53ª. A vida segundo o o Espírito fundada na verdadeira liberdade – 14/01/1981

1. São Paulo escreve na Epístola aos Gálatas: “Vós, irmãos, fostes chamados à liberdade. Não tomeis, porém, a liberdade como pretexto para servir a carne. Pelo contrário, fazei-vos servos uns dos outros pela caridade, pois toda a lei se encerra num só preceito: amarás ao teu próximo como a ti mesmo”i. Há uma semana, detivemo-nos neste enunciado; todavia, retomamo-lo hoje, em relação com o argumento principal das nossas reflexões.

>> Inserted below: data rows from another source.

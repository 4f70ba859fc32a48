use std::env;
use std::fmt;
use std::net::{IpAddr, SocketAddr};

/// Distinguishes runtime behavior for different stages of the service.
#[derive(Debug, Clone, Copy, PartialEq, Eq)]
pub enum AppEnvironment {
    Development,
    Test,
    Production,
}

impl AppEnvironment {
    fn from_str(value: &str) -> Self {
        match value.trim().to_ascii_lowercase().as_str() {
            "prod" | "production" => Self::Production,
            "test" | "ci" => Self::Test,
            _ => Self::Development,
        }
    }
}

/// Claims request template forwarded verbatim to the identity provider.
const DEFAULT_CLAIMS_REQUEST: &str = r#"{"userinfo":{"given_name":{"essential":true},"phone_number":{"essential":false},"email":{"essential":true},"picture":{"essential":false},"gender":{"essential":false},"birthdate":{"essential":false},"address":{"essential":false}},"id_token":{}}"#;

/// Top-level configuration for the application, loaded once at startup and
/// handed by reference to every component that needs it.
#[derive(Debug, Clone)]
pub struct AppConfig {
    pub environment: AppEnvironment,
    pub server: ServerConfig,
    pub telemetry: TelemetryConfig,
    pub identity: IdentityConfig,
    pub upstream: UpstreamConfig,
    pub wizard: WizardPolicy,
    pub payment: PaymentConfig,
}

impl AppConfig {
    pub fn load() -> Result<Self, ConfigError> {
        dotenvy::dotenv().ok();

        let environment = AppEnvironment::from_str(
            &env::var("APP_ENV").unwrap_or_else(|_| "development".to_string()),
        );

        let host = env::var("APP_HOST").unwrap_or_else(|_| "127.0.0.1".to_string());
        let port = env::var("APP_PORT")
            .unwrap_or_else(|_| "3000".to_string())
            .parse::<u16>()
            .map_err(|_| ConfigError::InvalidPort)?;

        let log_level = env::var("APP_LOG_LEVEL").unwrap_or_else(|_| "info".to_string());

        Ok(Self {
            environment,
            server: ServerConfig { host, port },
            telemetry: TelemetryConfig { log_level },
            identity: IdentityConfig::load()?,
            upstream: UpstreamConfig::load(),
            wizard: WizardPolicy::load(),
            payment: PaymentConfig::load()?,
        })
    }
}

/// Settings controlling the HTTP server binding.
#[derive(Debug, Clone)]
pub struct ServerConfig {
    pub host: String,
    pub port: u16,
}

impl ServerConfig {
    pub fn socket_addr(&self) -> Result<SocketAddr, ConfigError> {
        if self.host.eq_ignore_ascii_case("localhost") {
            return Ok(SocketAddr::new(IpAddr::from([127, 0, 0, 1]), self.port));
        }

        let ip: IpAddr = self
            .host
            .parse()
            .map_err(|source| ConfigError::InvalidHost { source })?;

        Ok(SocketAddr::new(ip, self.port))
    }
}

/// Tracing controls.
#[derive(Debug, Clone)]
pub struct TelemetryConfig {
    pub log_level: String,
}

/// Parameters for the national digital-identity provider integration.
///
/// The hosted sign-in button and the authorization endpoint belong to the
/// provider; this service only assembles the widget's init payload and the
/// claims-exchange request from these values. Nonce and state are issued by
/// the relying-party registration, not computed here.
#[derive(Debug, Clone)]
pub struct IdentityConfig {
    pub ui_base_url: String,
    pub authorize_endpoint: String,
    pub relying_party_url: String,
    pub redirect_uri: String,
    pub client_id: String,
    pub scope: String,
    pub acr_values: String,
    pub claims_request: serde_json::Value,
    pub claims_locales: String,
    pub display: String,
    pub prompt: String,
    pub max_age: u32,
    pub ui_locales: String,
    pub nonce: String,
    pub state: String,
}

impl IdentityConfig {
    fn load() -> Result<Self, ConfigError> {
        let claims_raw =
            env::var("IDP_CLAIMS_REQUEST").unwrap_or_else(|_| DEFAULT_CLAIMS_REQUEST.to_string());
        let claims_request = serde_json::from_str(&claims_raw)
            .map_err(|_| ConfigError::InvalidClaimsRequest { value: claims_raw })?;

        let max_age = env::var("IDP_MAX_AGE")
            .unwrap_or_else(|_| "21".to_string())
            .parse::<u32>()
            .map_err(|_| ConfigError::InvalidMaxAge)?;

        Ok(Self {
            ui_base_url: env::var("IDP_UI_BASE_URL")
                .unwrap_or_else(|_| "https://esignet.sdec.mosip.net".to_string()),
            authorize_endpoint: env::var("IDP_AUTHORIZE_ENDPOINT")
                .unwrap_or_else(|_| "/authorize".to_string()),
            relying_party_url: env::var("RELYING_PARTY_URL")
                .unwrap_or_else(|_| "http://localhost:8888".to_string()),
            redirect_uri: env::var("IDP_REDIRECT_URI")
                .unwrap_or_else(|_| "http://localhost:5000/userprofile".to_string()),
            client_id: env::var("IDP_CLIENT_ID")
                .unwrap_or_else(|_| "licence-portal-dev".to_string()),
            scope: env::var("IDP_SCOPE")
                .unwrap_or_else(|_| "openid profile resident-service".to_string()),
            acr_values: env::var("IDP_ACR_VALUES").unwrap_or_else(|_| {
                "mosip:idp:acr:generated-code mosip:idp:acr:biometrics mosip:idp:acr:static-code"
                    .to_string()
            }),
            claims_request,
            claims_locales: env::var("IDP_CLAIMS_LOCALES").unwrap_or_else(|_| "en".to_string()),
            display: env::var("IDP_DISPLAY").unwrap_or_else(|_| "page".to_string()),
            prompt: env::var("IDP_PROMPT").unwrap_or_else(|_| "consent".to_string()),
            max_age,
            ui_locales: env::var("IDP_UI_LOCALES").unwrap_or_else(|_| "en".to_string()),
            nonce: env::var("IDP_NONCE").unwrap_or_else(|_| "ers24WL8GVsa".to_string()),
            state: env::var("IDP_STATE").unwrap_or_else(|_| "ptOO76SD".to_string()),
        })
    }

    /// Full authorization URI for the widget payload.
    pub fn authorize_uri(&self) -> String {
        format!("{}{}", self.ui_base_url, self.authorize_endpoint)
    }

    /// Endpoint that swaps an authorization code for identity claims.
    pub fn claims_exchange_endpoint(&self) -> String {
        format!("{}/delegate/fetchUserInfo", self.relying_party_url)
    }
}

/// Base URLs for the licensing department's backend services.
#[derive(Debug, Clone)]
pub struct UpstreamConfig {
    pub records_base_url: String,
}

impl UpstreamConfig {
    fn load() -> Self {
        Self {
            records_base_url: env::var("RECORDS_API_URL")
                .unwrap_or_else(|_| "http://localhost:8888/api".to_string()),
        }
    }
}

/// Wizard navigation policy.
///
/// The observed flow lets the citizen continue past failed record fetches;
/// `gate_on_records` turns that into a hard gate on leaving the records step.
#[derive(Debug, Clone, Copy, Default)]
pub struct WizardPolicy {
    pub gate_on_records: bool,
}

impl WizardPolicy {
    fn load() -> Self {
        let gate_on_records = env::var("WIZARD_GATE_ON_RECORDS")
            .map(|value| matches!(value.trim(), "1" | "true" | "TRUE" | "yes"))
            .unwrap_or(false);
        Self { gate_on_records }
    }
}

/// Merchant defaults applied when the payment redirect omits parameters.
#[derive(Debug, Clone)]
pub struct PaymentConfig {
    pub amount: f64,
    pub currency: String,
    pub merchant_name: String,
    pub merchant_id: String,
}

impl PaymentConfig {
    fn load() -> Result<Self, ConfigError> {
        let amount = env::var("PAYMENT_AMOUNT")
            .unwrap_or_else(|_| "99.99".to_string())
            .parse::<f64>()
            .map_err(|_| ConfigError::InvalidAmount)?;

        Ok(Self {
            amount,
            currency: env::var("PAYMENT_CURRENCY").unwrap_or_else(|_| "LKR".to_string()),
            merchant_name: env::var("PAYMENT_MERCHANT_NAME")
                .unwrap_or_else(|_| "Department of Motor Traffic".to_string()),
            merchant_id: env::var("PAYMENT_MERCHANT_ID").unwrap_or_else(|_| "DMT".to_string()),
        })
    }
}

#[derive(Debug)]
pub enum ConfigError {
    InvalidPort,
    InvalidHost { source: std::net::AddrParseError },
    InvalidMaxAge,
    InvalidAmount,
    InvalidClaimsRequest { value: String },
}

impl fmt::Display for ConfigError {
    fn fmt(&self, f: &mut fmt::Formatter<'_>) -> fmt::Result {
        match self {
            ConfigError::InvalidPort => write!(f, "APP_PORT must be a valid u16"),
            ConfigError::InvalidHost { .. } => {
                write!(f, "APP_HOST must parse to an IPv4 or IPv6 address")
            }
            ConfigError::InvalidMaxAge => write!(f, "IDP_MAX_AGE must be a non-negative integer"),
            ConfigError::InvalidAmount => write!(f, "PAYMENT_AMOUNT must be a decimal number"),
            ConfigError::InvalidClaimsRequest { value } => {
                write!(f, "IDP_CLAIMS_REQUEST is not valid JSON: {}", value)
            }
        }
    }
}

impl std::error::Error for ConfigError {
    fn source(&self) -> Option<&(dyn std::error::Error + 'static)> {
        match self {
            ConfigError::InvalidHost { source } => Some(source),
            _ => None,
        }
    }
}

#[cfg(test)]
mod tests {
    use super::*;
    use std::env;
    use std::sync::{Mutex, OnceLock};

    fn env_guard() -> &'static Mutex<()> {
        static GUARD: OnceLock<Mutex<()>> = OnceLock::new();
        GUARD.get_or_init(|| Mutex::new(()))
    }

    fn reset_env() {
        for key in [
            "APP_ENV",
            "APP_HOST",
            "APP_PORT",
            "APP_LOG_LEVEL",
            "IDP_CLAIMS_REQUEST",
            "IDP_MAX_AGE",
            "WIZARD_GATE_ON_RECORDS",
            "PAYMENT_AMOUNT",
        ] {
            env::remove_var(key);
        }
    }

    #[test]
    fn load_uses_defaults_when_env_missing() {
        let _lock = env_guard().lock().expect("env mutex poisoned");
        reset_env();
        let config = AppConfig::load().expect("config loads with defaults");
        assert_eq!(config.environment, AppEnvironment::Development);
        assert_eq!(config.server.host, "127.0.0.1");
        assert_eq!(config.server.port, 3000);
        assert_eq!(config.telemetry.log_level, "info");
        assert!(!config.wizard.gate_on_records);
        assert_eq!(config.payment.merchant_id, "DMT");
        assert_eq!(
            config.identity.claims_exchange_endpoint(),
            "http://localhost:8888/delegate/fetchUserInfo"
        );
    }

    #[test]
    fn accepts_localhost_host() {
        let _lock = env_guard().lock().expect("env mutex poisoned");
        reset_env();
        env::set_var("APP_HOST", "localhost");
        let config = AppConfig::load().expect("config loads");
        let addr = config.server.socket_addr().expect("localhost resolves");
        assert_eq!(addr, SocketAddr::new(IpAddr::from([127, 0, 0, 1]), 3000));
        env::remove_var("APP_HOST");
    }

    #[test]
    fn gate_toggle_accepts_truthy_values() {
        let _lock = env_guard().lock().expect("env mutex poisoned");
        reset_env();
        env::set_var("WIZARD_GATE_ON_RECORDS", "true");
        let config = AppConfig::load().expect("config loads");
        assert!(config.wizard.gate_on_records);
        env::remove_var("WIZARD_GATE_ON_RECORDS");
    }

    #[test]
    fn rejects_malformed_claims_request() {
        let _lock = env_guard().lock().expect("env mutex poisoned");
        reset_env();
        env::set_var("IDP_CLAIMS_REQUEST", "{not json");
        let result = AppConfig::load();
        assert!(matches!(
            result,
            Err(ConfigError::InvalidClaimsRequest { .. })
        ));
        env::remove_var("IDP_CLAIMS_REQUEST");
    }
}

Se bem que a passagem citada se refira primeiramente ao assunto da justificação, todavia o Apóstolo tende explicitamente aqui para fazer compreender a dimensão ética da contraposição “corpo-espírito”, isto é, entre a vida segundo a carne, e a vida segundo o espírito. E, exatamente aqui, toca ele o ponto essencial, desvelando quase as mesmas raízes antropológicas do ethos evangélico. Se, de fato, “toda a Lei” (lei moral do Antigo Testamento) “encontra a sua plenitude” no mandamento da caridade, a dimensão do novo ethos evangélico não é senão apelo dirigido à liberdade humana, apelo à sua plena prática e, em certo sentido, à mais plena “utilização” da potencialidade do espírito humano.

2. Poderia parecer que Paulo contrapõe somente a liberdade à Lei e a Lei à liberdade. Todavia, uma análise aprofundada do texto demonstra que São Paulo na Epístola aos Gálatas sublinha, primeiro que tudo, a subordinação ética da liberdade àquele elemento em que se completa toda a Lei, ou seja, ao amor, que é o conteúdo do maior mandamento do Evangelho. “Cristo libertou-nos para que ficássemos livres”, exatamente no sentido em que Ele nos manifestou a subordinação ética (e teológica) da liberdade à caridade e relacionou a liberdade com o mandamento do amor. Entender assim a vocação à liberdade (“Vós, irmãos, fostes chamados à liberdade”ii) significa configurar o ethos, em que se realiza a vida “segundo o Espírito”. Existe, de fato, também o perigo de entender a liberdade de modo errôneo, e Paulo aponta-o com clareza, escrevendo no mesmo contexto: “Não tomeis a liberdade como pretexto para servir a carne. Pelo contrário, fazei-vos servos uns dos outros pela caridade”iii.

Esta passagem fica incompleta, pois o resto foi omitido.